→ Task to complete
Copy out every line of the data exactly.

→ Exercise data
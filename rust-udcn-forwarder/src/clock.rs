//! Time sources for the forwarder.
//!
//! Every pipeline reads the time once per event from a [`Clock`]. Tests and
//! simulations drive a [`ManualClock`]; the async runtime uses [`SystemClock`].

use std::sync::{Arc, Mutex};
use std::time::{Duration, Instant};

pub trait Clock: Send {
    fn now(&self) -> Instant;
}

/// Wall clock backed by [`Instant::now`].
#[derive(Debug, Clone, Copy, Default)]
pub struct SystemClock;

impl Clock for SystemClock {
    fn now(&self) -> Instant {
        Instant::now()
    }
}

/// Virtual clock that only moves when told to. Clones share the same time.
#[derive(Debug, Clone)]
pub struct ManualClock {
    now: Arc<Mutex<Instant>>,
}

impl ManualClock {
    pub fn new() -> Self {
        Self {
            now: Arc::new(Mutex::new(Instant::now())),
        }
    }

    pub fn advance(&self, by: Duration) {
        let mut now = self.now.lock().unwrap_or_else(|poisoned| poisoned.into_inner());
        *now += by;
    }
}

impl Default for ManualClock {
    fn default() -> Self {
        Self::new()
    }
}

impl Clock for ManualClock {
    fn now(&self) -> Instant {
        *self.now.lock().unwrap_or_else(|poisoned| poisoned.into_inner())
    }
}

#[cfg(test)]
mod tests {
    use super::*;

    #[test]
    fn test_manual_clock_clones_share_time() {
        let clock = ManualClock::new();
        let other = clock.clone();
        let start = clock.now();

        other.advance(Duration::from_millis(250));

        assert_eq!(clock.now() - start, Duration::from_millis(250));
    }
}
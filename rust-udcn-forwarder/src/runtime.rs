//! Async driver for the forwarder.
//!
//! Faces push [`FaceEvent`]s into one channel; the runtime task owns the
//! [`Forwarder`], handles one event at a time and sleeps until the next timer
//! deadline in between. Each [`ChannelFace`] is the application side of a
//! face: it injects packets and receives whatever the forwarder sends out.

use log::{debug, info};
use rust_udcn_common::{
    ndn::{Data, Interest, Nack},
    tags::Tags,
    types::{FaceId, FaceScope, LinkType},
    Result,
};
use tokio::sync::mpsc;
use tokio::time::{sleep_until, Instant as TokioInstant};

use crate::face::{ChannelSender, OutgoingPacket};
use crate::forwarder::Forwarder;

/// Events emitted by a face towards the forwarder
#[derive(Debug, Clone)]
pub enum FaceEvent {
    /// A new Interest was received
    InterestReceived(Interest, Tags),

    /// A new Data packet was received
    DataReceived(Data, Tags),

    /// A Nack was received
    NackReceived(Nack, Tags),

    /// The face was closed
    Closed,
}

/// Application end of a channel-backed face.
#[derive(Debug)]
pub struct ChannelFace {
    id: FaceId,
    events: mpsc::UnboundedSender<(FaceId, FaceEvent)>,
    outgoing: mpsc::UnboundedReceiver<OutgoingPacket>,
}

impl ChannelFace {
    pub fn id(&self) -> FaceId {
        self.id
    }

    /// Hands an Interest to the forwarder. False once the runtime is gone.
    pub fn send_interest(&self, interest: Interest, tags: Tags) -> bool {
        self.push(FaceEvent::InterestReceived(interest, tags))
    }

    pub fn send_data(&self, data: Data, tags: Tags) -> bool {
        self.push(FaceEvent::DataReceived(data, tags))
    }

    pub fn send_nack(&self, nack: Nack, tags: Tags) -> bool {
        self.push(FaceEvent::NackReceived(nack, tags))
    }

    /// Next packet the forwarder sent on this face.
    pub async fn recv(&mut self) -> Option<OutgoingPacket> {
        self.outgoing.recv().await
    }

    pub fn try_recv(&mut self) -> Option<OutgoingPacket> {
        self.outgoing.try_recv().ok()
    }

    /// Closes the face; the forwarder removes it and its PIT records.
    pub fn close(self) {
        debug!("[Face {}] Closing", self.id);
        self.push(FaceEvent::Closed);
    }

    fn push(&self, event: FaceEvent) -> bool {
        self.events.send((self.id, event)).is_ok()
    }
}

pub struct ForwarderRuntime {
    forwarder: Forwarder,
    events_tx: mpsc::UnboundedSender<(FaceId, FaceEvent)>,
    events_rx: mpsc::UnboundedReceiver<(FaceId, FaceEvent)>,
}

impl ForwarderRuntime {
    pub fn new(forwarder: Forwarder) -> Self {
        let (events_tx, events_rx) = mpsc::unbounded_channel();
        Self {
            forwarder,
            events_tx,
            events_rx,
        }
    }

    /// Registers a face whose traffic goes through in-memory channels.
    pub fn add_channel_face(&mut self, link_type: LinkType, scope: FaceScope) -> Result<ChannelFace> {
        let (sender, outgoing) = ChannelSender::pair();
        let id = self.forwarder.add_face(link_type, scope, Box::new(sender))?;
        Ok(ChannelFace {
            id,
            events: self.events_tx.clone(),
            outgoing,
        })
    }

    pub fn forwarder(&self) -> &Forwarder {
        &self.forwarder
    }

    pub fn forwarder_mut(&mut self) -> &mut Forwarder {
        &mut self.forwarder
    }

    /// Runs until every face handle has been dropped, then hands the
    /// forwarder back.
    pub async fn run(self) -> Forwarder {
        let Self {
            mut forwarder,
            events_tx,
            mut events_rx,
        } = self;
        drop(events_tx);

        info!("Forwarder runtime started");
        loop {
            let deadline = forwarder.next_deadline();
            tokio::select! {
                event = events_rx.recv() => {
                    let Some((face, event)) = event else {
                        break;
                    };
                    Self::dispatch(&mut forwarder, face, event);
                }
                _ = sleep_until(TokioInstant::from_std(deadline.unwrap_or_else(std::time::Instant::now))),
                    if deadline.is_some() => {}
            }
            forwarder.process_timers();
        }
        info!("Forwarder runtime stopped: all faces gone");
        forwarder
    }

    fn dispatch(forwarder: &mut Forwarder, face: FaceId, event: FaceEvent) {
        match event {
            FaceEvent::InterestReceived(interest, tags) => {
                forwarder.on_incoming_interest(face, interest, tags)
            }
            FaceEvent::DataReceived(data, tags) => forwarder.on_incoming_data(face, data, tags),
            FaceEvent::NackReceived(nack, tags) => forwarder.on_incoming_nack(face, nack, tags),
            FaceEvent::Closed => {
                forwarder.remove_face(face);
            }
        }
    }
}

→ Result for this task
filename rust-udcn-forwarder/src/clock.rs
//! Time sources for the forwarder.
//!
//! Every pipeline reads the time once per event from a [`Clock`]. Tests and
//! simulations drive a [`ManualClock`]; the async runtime uses [`SystemClock`].

use std::sync::{Arc, Mutex};
use std::time::{Duration, Instant};

pub trait Clock: Send {
    fn now(&self) -> Instant;
}

/// Wall clock backed by [`Instant::now`].
#[derive(Debug, Clone, Copy, Default)]
pub struct SystemClock;

impl Clock for SystemClock {
    fn now(&self) -> Instant {
        Instant::now()
    }
}

/// Virtual clock that only moves when told to. Clones share the same time.
#[derive(Debug, Clone)]
pub struct ManualClock {
    now: Arc<Mutex<Instant>>,
}

impl ManualClock {
    pub fn new() -> Self {
        Self {
            now: Arc::new(Mutex::new(Instant::now())),
        }
    }

    pub fn advance(&self, by: Duration) {
        let mut now = self.now.lock().unwrap_or_else(|poisoned| poisoned.into_inner());
        *now += by;
    }
}

impl Default for ManualClock {
    fn default() -> Self {
        Self::new()
    }
}

impl Clock for ManualClock {
    fn now(&self) -> Instant {
        *self.now.lock().unwrap_or_else(|poisoned| poisoned.into_inner())
    }
}

#[cfg(test)]
mod tests {
    use super::*;

    #[test]
    fn test_manual_clock_clones_share_time() {
        let clock = ManualClock::new();
        let other = clock.clone();
        let start = clock.now();

        other.advance(Duration::from_millis(250));

        assert_eq!(clock.now() - start, Duration::from_millis(250));
    }
}
filename rust-udcn-forwarder/src/runtime.rs
//! Async driver for the forwarder.
//!
//! Faces push [`FaceEvent`]s into one channel; the runtime task owns the
//! [`Forwarder`], handles one event at a time and sleeps until the next timer
//! deadline in between. Each [`ChannelFace`] is the application side of a
//! face: it injects packets and receives whatever the forwarder sends out.

use log::{debug, info};
use rust_udcn_common::{
    ndn::{Data, Interest, Nack},
    tags::Tags,
    types::{FaceId, FaceScope, LinkType},
    Result,
};
use tokio::sync::mpsc;
use tokio::time::{sleep_until, Instant as TokioInstant};

use crate::face::{ChannelSender, OutgoingPacket};
use crate::forwarder::Forwarder;

/// Events emitted by a face towards the forwarder
#[derive(Debug, Clone)]
pub enum FaceEvent {
    /// A new Interest was received
    InterestReceived(Interest, Tags),

    /// A new Data packet was received
    DataReceived(Data, Tags),

    /// A Nack was received
    NackReceived(Nack, Tags),

    /// The face was closed
    Closed,
}

/// Application end of a channel-backed face.
#[derive(Debug)]
pub struct ChannelFace {
    id: FaceId,
    events: mpsc::UnboundedSender<(FaceId, FaceEvent)>,
    outgoing: mpsc::UnboundedReceiver<OutgoingPacket>,
}

impl ChannelFace {
    pub fn id(&self) -> FaceId {
        self.id
    }

    /// Hands an Interest to the forwarder. False once the runtime is gone.
    pub fn send_interest(&self, interest: Interest, tags: Tags) -> bool {
        self.push(FaceEvent::InterestReceived(interest, tags))
    }

    pub fn send_data(&self, data: Data, tags: Tags) -> bool {
        self.push(FaceEvent::DataReceived(data, tags))
    }

    pub fn send_nack(&self, nack: Nack, tags: Tags) -> bool {
        self.push(FaceEvent::NackReceived(nack, tags))
    }

    /// Next packet the forwarder sent on this face.
    pub async fn recv(&mut self) -> Option<OutgoingPacket> {
        self.outgoing.recv().await
    }

    pub fn try_recv(&mut self) -> Option<OutgoingPacket> {
        self.outgoing.try_recv().ok()
    }

    /// Closes the face; the forwarder removes it and its PIT records.
    pub fn close(self) {
        debug!("[Face {}] Closing", self.id);
        self.push(FaceEvent::Closed);
    }

    fn push(&self, event: FaceEvent) -> bool {
        self.events.send((self.id, event)).is_ok()
    }
}

pub struct ForwarderRuntime {
    forwarder: Forwarder,
    events_tx: mpsc::UnboundedSender<(FaceId, FaceEvent)>,
    events_rx: mpsc::UnboundedReceiver<(FaceId, FaceEvent)>,
}

impl ForwarderRuntime {
    pub fn new(forwarder: Forwarder) -> Self {
        let (events_tx, events_rx) = mpsc::unbounded_channel();
        Self {
            forwarder,
            events_tx,
            events_rx,
        }
    }

    /// Registers a face whose traffic goes through in-memory channels.
    pub fn add_channel_face(&mut self, link_type: LinkType, scope: FaceScope) -> Result<ChannelFace> {
        let (sender, outgoing) = ChannelSender::pair();
        let id = self.forwarder.add_face(link_type, scope, Box::new(sender))?;
        Ok(ChannelFace {
            id,
            events: self.events_tx.clone(),
            outgoing,
        })
    }

    pub fn forwarder(&self) -> &Forwarder {
        &self.forwarder
    }

    pub fn forwarder_mut(&mut self) -> &mut Forwarder {
        &mut self.forwarder
    }

    /// Runs until every face handle has been dropped, then hands the
    /// forwarder back.
    pub async fn run(self) -> Forwarder {
        let Self {
            mut forwarder,
            events_tx,
            mut events_rx,
        } = self;
        drop(events_tx);

        info!("Forwarder runtime started");
        loop {
            let deadline = forwarder.next_deadline();
            tokio::select! {
                event = events_rx.recv() => {
                    let Some((face, event)) = event else {
                        break;
                    };
                    Self::dispatch(&mut forwarder, face, event);
                }
                _ = sleep_until(TokioInstant::from_std(deadline.unwrap_or_else(std::time::Instant::now))),
                    if deadline.is_some() => {}
            }
            forwarder.process_timers();
        }
        info!("Forwarder runtime stopped: all faces gone");
        forwarder
    }

    fn dispatch(forwarder: &mut Forwarder, face: FaceId, event: FaceEvent) {
        match event {
            FaceEvent::InterestReceived(interest, tags) => {
                forwarder.on_incoming_interest(face, interest, tags)
            }
            FaceEvent::DataReceived(data, tags) => forwarder.on_incoming_data(face, data, tags),
            FaceEvent::NackReceived(nack, tags) => forwarder.on_incoming_nack(face, nack, tags),
            FaceEvent::Closed => {
                forwarder.remove_face(face);
            }
        }
    }
}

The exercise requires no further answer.